Maya froze. "You never told me—"
"Not that kind. Cancer scare. False alarm, but it rearranged everything. Then we just... drifted." He laughed bitterly. "Funny how lightning strikes twice. The actual storm coming, I mean. Not metaphorically."
She looked up. Clouds were massing, purple and swollen. The first distant flicker of lightning silhouetted the trees.
"David—"
"I'm not saying this right." He dropped his racket. "What I'm trying to say is that all those years, I thought I was making the right choice. The safe choice. But standing there in the hospital hallway, watching her sleep—"
Something moved near the pool. A fox, sleek and improbable, trotting along the water's edge. It stopped, head raised, watching them through the fence. Foxes didn't come here. Foxes were wild things that belonged to forests and secrets, not to carefully maintained suburbs.
"Does that seem real to you?" David asked softly. "That we're here, playing padel in the dark, while a fox watches us, and everything I thought was true is just..."
"Just."
The fox dipped one paw in the pool, then pulled back. Testing the water. Deciding.
"Maya."
"Don't."
"If I'd chosen differently—"
"You didn't."
"But what if I want to now?" Lightning cracked closer, illuminating his face. The desperate hope she'd pretended not to see for years.
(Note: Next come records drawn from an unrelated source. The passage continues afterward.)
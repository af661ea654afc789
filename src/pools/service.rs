/// Pool service - fan-out over the sources, then the scoring pipeline
///
/// Every source of the requested scope is fetched on its own task under a
/// hard per-fetch timeout; results are merged in source order before
/// normalization, filtering, scoring and ranking.
use futures::future::join_all;
use serde_json::{Map, Value};
use std::sync::Arc;
use std::time::Duration;

use super::filter::filter_pools;
use super::normalize::normalize_all;
use super::ranking::{rank_and_dedupe, ScoreView, ViewResult};
use super::scoring::score_pools;
use super::sources::{build_sources, PoolSource};
use super::types::{Dex, NormalizedPool, RawPoolRecord, ScoredPool, SourceScope};
use crate::apis::ApiManager;
use crate::config::SourcesConfig;
use crate::errors::PoolScoreError;
use crate::logger::{self, LogTag};

/// Raw listings of one source
#[derive(Debug, Clone)]
pub struct SourceBatch {
    pub dex: Dex,
    pub records: Vec<RawPoolRecord>,
}

pub struct PoolService {
    sources: Vec<Arc<dyn PoolSource>>,
    fetch_timeout: Duration,
}

impl PoolService {
    pub fn new(sources: Vec<Arc<dyn PoolSource>>, fetch_timeout: Duration) -> Self {
        Self {
            sources,
            fetch_timeout,
        }
    }

    pub fn from_api_manager(apis: &ApiManager, config: &SourcesConfig) -> Self {
        Self::new(
            build_sources(apis, config),
            Duration::from_secs(config.fetch_timeout_seconds),
        )
    }

    pub fn sources(&self) -> &[Arc<dyn PoolSource>] {
        &self.sources
    }

    pub fn dexes(&self) -> Vec<Dex> {
        self.sources.iter().map(|s| s.dex()).collect()
    }

    /// Fetch every source in `scope` concurrently, preserving source order
    ///
    /// A timed-out fetch counts as an empty listing. A fetch task that
    /// panics is reported as an internal error.
    pub async fn fetch_scope(&self, scope: SourceScope) -> Result<Vec<SourceBatch>, PoolScoreError> {
        let selected: Vec<Arc<dyn PoolSource>> = self
            .sources
            .iter()
            .filter(|s| scope.includes(&s.dex()))
            .cloned()
            .collect();

        self.fetch_sources(selected).await
    }

    async fn fetch_sources(
        &self,
        sources: Vec<Arc<dyn PoolSource>>,
    ) -> Result<Vec<SourceBatch>, PoolScoreError> {
        let timeout = self.fetch_timeout;
        let handles: Vec<_> = sources
            .iter()
            .map(|source| {
                let source = Arc::clone(source);
                tokio::spawn(async move { fetch_with_timeout(source, timeout).await })
            })
            .collect();

        let mut batches = Vec::with_capacity(handles.len());
        for (source, joined) in sources.iter().zip(join_all(handles).await) {
            batches.push(SourceBatch {
                dex: source.dex(),
                records: joined?,
            });
        }
        Ok(batches)
    }

    /// Raw listings of every source serving `dex` (empty when none is configured)
    pub async fn fetch_dex(&self, dex: &Dex) -> Result<Vec<RawPoolRecord>, PoolScoreError> {
        let selected: Vec<Arc<dyn PoolSource>> = self
            .sources
            .iter()
            .filter(|s| &s.dex() == dex)
            .cloned()
            .collect();

        Ok(self
            .fetch_sources(selected)
            .await?
            .into_iter()
            .flat_map(|b| b.records)
            .collect())
    }

    /// Normalized, unfiltered listings of one DEX
    pub async fn normalized_for(&self, dex: &Dex) -> Result<Vec<NormalizedPool>, PoolScoreError> {
        Ok(normalize_all(&self.fetch_dex(dex).await?))
    }

    /// Full pipeline: fetch → normalize → filter → score → rank/dedupe
    pub async fn load_ranked(&self, scope: SourceScope) -> Result<Vec<ScoredPool>, PoolScoreError> {
        let records: Vec<RawPoolRecord> = self
            .fetch_scope(scope)
            .await?
            .into_iter()
            .flat_map(|b| b.records)
            .collect();
        let fetched = records.len();

        let filtered = filter_pools(normalize_all(&records));
        let kept = filtered.len();
        let ranked = rank_and_dedupe(score_pools(filtered));

        logger::debug(
            LogTag::Pools,
            &format!(
                "Pipeline {:?}: fetched={}, after filter={}, unique={}",
                scope,
                fetched,
                kept,
                ranked.len()
            ),
        );

        Ok(ranked)
    }

    pub async fn score_view(&self, view: ScoreView) -> Result<ViewResult, PoolScoreError> {
        let ranked = self.load_ranked(view.scope()).await?;
        Ok(view.apply(ranked))
    }

    /// `<dex>_count` and `sample_<dex>` (first raw record or null) per source
    pub async fn debug_snapshot(&self) -> Result<Map<String, Value>, PoolScoreError> {
        let mut snapshot = Map::new();
        for batch in self.fetch_scope(SourceScope::All).await? {
            let count_key = format!("{}_count", batch.dex);
            let sample_key = format!("sample_{}", batch.dex);

            let count = snapshot
                .get(&count_key)
                .and_then(Value::as_u64)
                .unwrap_or(0)
                + batch.records.len() as u64;
            snapshot.insert(count_key, Value::from(count));

            if snapshot.get(&sample_key).map_or(true, Value::is_null) {
                let sample = batch
                    .records
                    .into_iter()
                    .next()
                    .map(|r| r.attributes)
                    .unwrap_or(Value::Null);
                snapshot.insert(sample_key, sample);
            }
        }
        Ok(snapshot)
    }
}

async fn fetch_with_timeout(source: Arc<dyn PoolSource>, timeout: Duration) -> Vec<RawPoolRecord> {
    match tokio::time::timeout(timeout, source.fetch()).await {
        Ok(records) => records,
        Err(_) => {
            logger::warning(
                LogTag::Pools,
                &format!(
                    "{} fetch exceeded {}s, continuing without it",
                    source.dex(),
                    timeout.as_secs_f64()
                ),
            );
            Vec::new()
        }
    }
}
The fox slipped into the pool, swimming strongly toward the far side. Wild things, she realized, didn't stay where they were put. They found their way to where they needed to be, even if it meant crossing impossible distances.
She picked up his racket from the ground and held it out to him. Her fingers brushed his. Thunder rolled overhead, and the sky opened.
"Then you'd better start," she said, "by letting me take you home."